Constituency details
- Country: India
- Region: East India
- State: West Bengal
- District: South 24 Parganas
- Lok Sabha constituency: Jaynagar
- Established: 1962
- Total electors: 260,618
- Reservation: SC

Member of Legislative Assembly
- 18th West Bengal Legislative Assembly
- Incumbent Nilima Mistry
- Party: AITC
- Alliance: AITC+
- Elected year: 2026

= Basanti Assembly constituency =

West Bengal Legislative Assembly constituency

Basanti Assembly constituency is a Legislative Assembly constituency of South 24 Parganas district in the Indian State of West Bengal.
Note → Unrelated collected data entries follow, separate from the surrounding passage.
use std::fmt;

use {
    chrono::{DateTime, Utc},
    prunebot_channels::{ChannelId, GuildId, Permission},
    tracing::info,
};

use crate::error::SweepError;

/// What happened to one channel during a sweep.
#[derive(Debug)]
pub enum ChannelOutcome {
    /// The history walk ran to completion.
    Purged { deleted: usize, already_gone: usize },
    /// Dry run: eligible messages were counted, nothing was deleted.
    DryRun { eligible: usize },
    /// No message older than the cutoff exists.
    NothingToPurge,
    MissingPermission(Permission),
    ChannelNotFound,
    /// The guild or the bot's member in it could not be resolved.
    GuildUnavailable,
    /// Resolving, permission checking or probing failed.
    Failed(String),
    /// The walk started but was abandoned part way.
    Aborted { deleted: usize, error: SweepError },
    /// The sweeper was stopped while this channel was being purged.
    Cancelled { deleted: usize },
}

impl ChannelOutcome {
    pub fn deleted(&self) -> usize {
        match self {
            Self::Purged { deleted, .. } |
            Self::Aborted { deleted, .. } |
            Self::Cancelled { deleted } => *deleted,
            _ => 0,
        }
    }
}

impl fmt::Display for ChannelOutcome {
    fn fmt(&self, f: &mut fmt::Formatter<'_>) -> fmt::Result {
        match self {
            Self::Purged {
                deleted,
                already_gone,
            } => write!(f, "purged {deleted} ({already_gone} already gone)"),
            Self::DryRun { eligible } => write!(f, "dry run, {eligible} eligible"),
            Self::NothingToPurge => f.write_str("nothing to purge"),
            Self::MissingPermission(p) => write!(f, "skipped, not able to {p}"),
            Self::ChannelNotFound => f.write_str("channel not found"),
            Self::GuildUnavailable => f.write_str("guild unavailable"),
            Self::Failed(e) => write!(f, "failed: {e}"),
            Self::Aborted { deleted, error } => {
                write!(f, "aborted after {deleted} deletions: {error}")
            },
            Self::Cancelled { deleted } => write!(f, "cancelled after {deleted} deletions"),
        }
    }
}

#[derive(Debug)]
pub struct ChannelReport {
    pub guild_id: GuildId,
    pub channel_id: ChannelId,
    pub outcome: ChannelOutcome,
}

/// Result of one sweep run. Only used for logging and tests.
#[derive(Debug)]
pub struct SweepReport {
    pub cutoff: DateTime<Utc>,
    pub channels: Vec<ChannelReport>,
    /// The sweep stopped before visiting every channel.
    pub cancelled: bool,
}

impl SweepReport {
    pub fn new(cutoff: DateTime<Utc>) -> Self {
        Self {
            cutoff,
            channels: Vec::new(),
            cancelled: false,
        }
    }

    pub fn total_deleted(&self) -> usize {
        self.channels.iter().map(|c| c.outcome.deleted()).sum()
    }

    pub fn get(&self, channel_id: ChannelId) -> Option<&ChannelOutcome> {
        self.channels
            .iter()
            .find(|c| c.channel_id == channel_id)
            .map(|c| &c.outcome)
    }

    pub fn visited(&self) -> Vec<ChannelId> {
        self.channels.iter().map(|c| c.channel_id).collect()
    }

    pub fn log_summary(&self) {
        let skipped = self
            .channels
            .iter()
            .filter(|c| {
                matches!(
                    c.outcome,
                    ChannelOutcome::MissingPermission(_) |
                        ChannelOutcome::ChannelNotFound |
                        ChannelOutcome::GuildUnavailable
                )
            })
            .count();
        let failed = self
            .channels
            .iter()
            .filter(|c| {
                matches!(
                    c.outcome,
                    ChannelOutcome::Failed(_) | ChannelOutcome::Aborted { .. }
                )
            })
            .count();
        info!(
            cutoff = %self.cutoff,
            channels = self.channels.len(),
            deleted = self.total_deleted(),
            skipped,
            failed,
            cancelled = self.cancelled,
            "retention sweep finished"
        );
    }
}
It is reserved for Scheduled Castes.

==Overview==
As per order of the Delimitation Commission in respect of the Delimitation of constituencies in the West Bengal, Basanti Assembly constituency is composed of the following:
- Amjhara, Basanti, Bharatgarh, Charabidya, Foolmalancha, Jharkhali, Jyotishpur, Kanthalberia, Nafarganj, Ramchandrakhali and Uttar Mokamberia gram panchayats of Basanti community development block
- Atharobanki gram panchayat of Canning II community development block

Basanti Assembly constituency is a part of No. 19 Jaynagar Lok Sabha constituency.
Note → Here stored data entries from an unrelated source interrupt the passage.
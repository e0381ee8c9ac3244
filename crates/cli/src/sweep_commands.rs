use std::{path::Path, sync::Arc};

use {
    anyhow::{Context as _, Result},
    prunebot_channels::ChatPlatform,
    prunebot_config::{PrunebotConfig, discover_and_load, validate},
    prunebot_discord::{DiscordSession, connect},
    prunebot_sweeper::{RetentionPolicy, RetentionSweeper, SweepTargets},
    tracing::{info, warn},
};

/// Load and validate the config, failing on hard errors.
fn load(path: Option<&Path>) -> Result<PrunebotConfig> {
    let config = discover_and_load(path)?;
    validate(&config).context("invalid config")?;
    Ok(config)
}

async fn open_session(config: &PrunebotConfig) -> Result<DiscordSession> {
    let token = config.discord.resolve_token()?;
    connect(&token).await
}

pub async fn run(path: Option<&Path>) -> Result<()> {
    let config = load(path)?;
    let mut session = open_session(&config).await?;

    let platform: Arc<dyn ChatPlatform> = session.platform.clone();
    let sweeper = RetentionSweeper::new(
        platform,
        RetentionPolicy::from(&config.retention),
        SweepTargets::from_config(&config.guilds),
    );
    sweeper.start()?;

    let client_exit = tokio::select! {
        _ = shutdown_signal() => None,
        result = session.closed() => Some(result),
    };

    sweeper.stop();
    sweeper.stopped().await;

    match client_exit {
        None => {
            info!("shutting down discord client");
            session.shutdown().await
        },
        Some(result) => {
            result?;
            anyhow::bail!("discord client exited unexpectedly")
        },
    }
}

pub async fn sweep_once(path: Option<&Path>, dry_run: bool) -> Result<()> {
    let config = load(path)?;
    let mut policy = RetentionPolicy::from(&config.retention);
    policy.dry_run |= dry_run;
    let targets = SweepTargets::from_config(&config.guilds);

    let mut session = open_session(&config).await?;
    let platform: Arc<dyn ChatPlatform> = session.platform.clone();

    tokio::select! {
        ready = platform.wait_until_ready() => ready.context("discord session not ready")?,
        result = session.closed() => {
            result?;
            anyhow::bail!("discord client exited before becoming ready");
        },
    }

    let sweeper = RetentionSweeper::new(platform, policy, targets);
    let report = tokio::select! {
        report = sweeper.sweep_once() => report?,
        _ = shutdown_signal() => {
            sweeper.stop();
            warn!("sweep interrupted");
            return session.shutdown().await;
        },
    };

    println!("cutoff: {}", report.cutoff);
    for channel in &report.channels {
        println!(
            "  guild {} channel {}: {}",
            channel.guild_id, channel.channel_id, channel.outcome
        );
    }
    println!("deleted: {}", report.total_deleted());

    session.shutdown().await
}

pub fn check_config(path: Option<&Path>) -> Result<()> {
    let config = discover_and_load(path)?;
    let warnings = validate(&config).context("invalid config")?;

    let token = if config.discord.resolve_token().is_ok() {
        "set (redacted)"
    } else {
        "missing"
    };
    let policy = RetentionPolicy::from(&config.retention);
    let targets = SweepTargets::from_config(&config.guilds);

    println!("token:     {token}");
    println!("window:    {}s", policy.window.as_secs());
    println!("interval:  {}s", policy.interval.as_secs());
    println!("pacing:    {}ms", policy.pacing.as_millis());
    println!(
        "retry:     {} attempts, {}ms..{}ms",
        policy.retry.max_attempts,
        policy.retry.base_delay.as_millis(),
        policy.retry.max_delay.as_millis()
    );
    println!("dry run:   {}", policy.dry_run);
    println!("channels:  {}", config.channel_count());
    for guild in targets.guilds() {
        let channels: Vec<String> = guild.channels.iter().map(ToString::to_string).collect();
        println!("  guild {}: {}", guild.guild_id, channels.join(", "));
    }
    for warning in &warnings {
        println!("warning:   {warning}");
    }
    Ok(())
}

async fn shutdown_signal() {
    let ctrl_c = async {
        if let Err(e) = tokio::signal::ctrl_c().await {
            warn!(error = %e, "failed to install Ctrl+C handler");
            std::future::pending::<()>().await;
        }
    };

    #[cfg(unix)]
    let terminate = async {
        match tokio::signal::unix::signal(tokio::signal::unix::SignalKind::terminate()) {
            Ok(mut signal) => {
                signal.recv().await;
            },
            Err(e) => {
                warn!(error = %e, "failed to install SIGTERM handler");
                std::future::pending::<()>().await;
            },
        }
    };

    #[cfg(not(unix))]
    let terminate = std::future::pending::<()>();

    tokio::select! {
        _ = ctrl_c => {},
        _ = terminate => {},
    }
    info!("shutdown signal received");
}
== Members of the Legislative Assembly ==

Year: Name; Party
1962: Shakila Khatun; Indian National Congress
1967
1969: Ashok Chaudhury; Revolutionary Socialist Party
1971: Panchanan Sinha; Indian National Congress
1972
1977: Kalipada Burman; Revolutionary Socialist Party
1982: Subhas Naskar
1987
1991
1996
2001
2006
2011
2016: Gobinda Chandra Naskar; Trinamool Congress
2021: Shyamal Mondal
2026: Nilima Mistry

==Election results==
=== 2026 ===

2026 West Bengal Legislative Assembly election: Basanti
| Party |  | Candidate | Votes | % | ±% |
|---|---|---|---|---|---|
|  | AITC | Nilima Mistry | 127,495 | 54.99 | +2.89 |
|  | BJP | Bikash Sardar | 71,314 | 30.76 | +2.33 |
|  | ISF | Asit Roy | 25,924 | 11.18 | New entry |
|  | RSP | Samar Biswas | 2,099 | 0.91 | −16.24 |
|  | NOTA | None of the above | 1,402 | 0.6 | −0.29 |
| Majority |  |  | 56,181 | 24.23 | +0.56 |
| Turnout |  |  | 231,860 | 96.46 | +14.4 |
|  | AITC hold |  | Swing |  |  |

=== 2021 ===

2021 West Bengal Legislative Assembly election: Basanti
| Party |  | Candidate | Votes | % | ±% |
|---|---|---|---|---|---|
|  | AITC | Shyamal Mondal | 111,453 | 52.1 | +2.23 |
|  | BJP | Ramesh Majhi | 60,811 | 28.43 | +22.72 |
|  | RSP | Subhas Naskar | 36,688 | 17.15 | −23.57 |
|  | NOTA | None of the above | 1,907 | 0.89 |  |
| Majority |  |  | 50,642 | 23.67 |  |
| Turnout |  |  | 213,910 | 82.06 |  |
|  | AITC hold |  | Swing |  |  |

=== 2016 ===

2016 West Bengal Legislative Assembly election: Basanti
| Party |  | Candidate | Votes | % | ±% |
|---|---|---|---|---|---|
|  | AITC | Gobinda Chandra Naskar | 90,522 | 49.87 | New entry |
|  | RSP | Subhas Naskar | 73,915 | 40.72 | −8.35 |
|  | BJP | Pankaj Roy | 10,373 | 5.71 | +1.89 |
|  | NOTA | None of the above | 4,487 | 2.47 | New entry |
|  | MPOI | Himanshu Kayal | 1,141 | 0.63 | New entry |
|  | Independent | Taranga Mondal | 1,069 | 0.59 | New entry |
| Majority |  |  | 16,607 | 9.15 | +4.95 |
| Turnout |  |  | 1,81,507 | 80.61 | −0.63 |
|  | AITC gain from RSP |  | Swing |  |  |

=== 2011 ===

2011 West Bengal Legislative Assembly election: Basanti
| Party |  | Candidate | Votes | % | ±% |
|---|---|---|---|---|---|
|  | RSP | Subhas Naskar | 72,772 | 49.07 |  |
|  | INC | Arnab Roy | 66,636 | 44.87 |  |
|  | BJP | Amal Kanti Roy | 5,676 | 3.82 |  |
|  | PDCI | Samir Das | 3,333 | 2.24 |  |
| Majority |  |  | 6,136 | 4.20 |  |
| Turnout |  |  | 1,48,516 | 81.24 |  |
|  | RSP hold |  | Swing |  |  |

=== 1977-2006 ===
Subhas Naskar of RSP won the Basanti Assembly constituency from 1982 to 2006, defeating Amal Kanti Roy of BJP in 2006, Jayanta Sarkar of AITC in 2001 and 1996, Bipin Behari Sardar of INC in 1991 and 1987, and Jnanendranath Majumdar of INC in 1982. Kalipada Barman of RSP defeated Chittaranjan Naskar of INC in 1977.

=== 1962-1972 ===
Panchanan Sinha of INC won in 1972 and 1971. Ashok Chaudhuri of RSP won in 1969. Shakila Khatun of INC won in 1967 and 1962. The seat did not exist prior to that.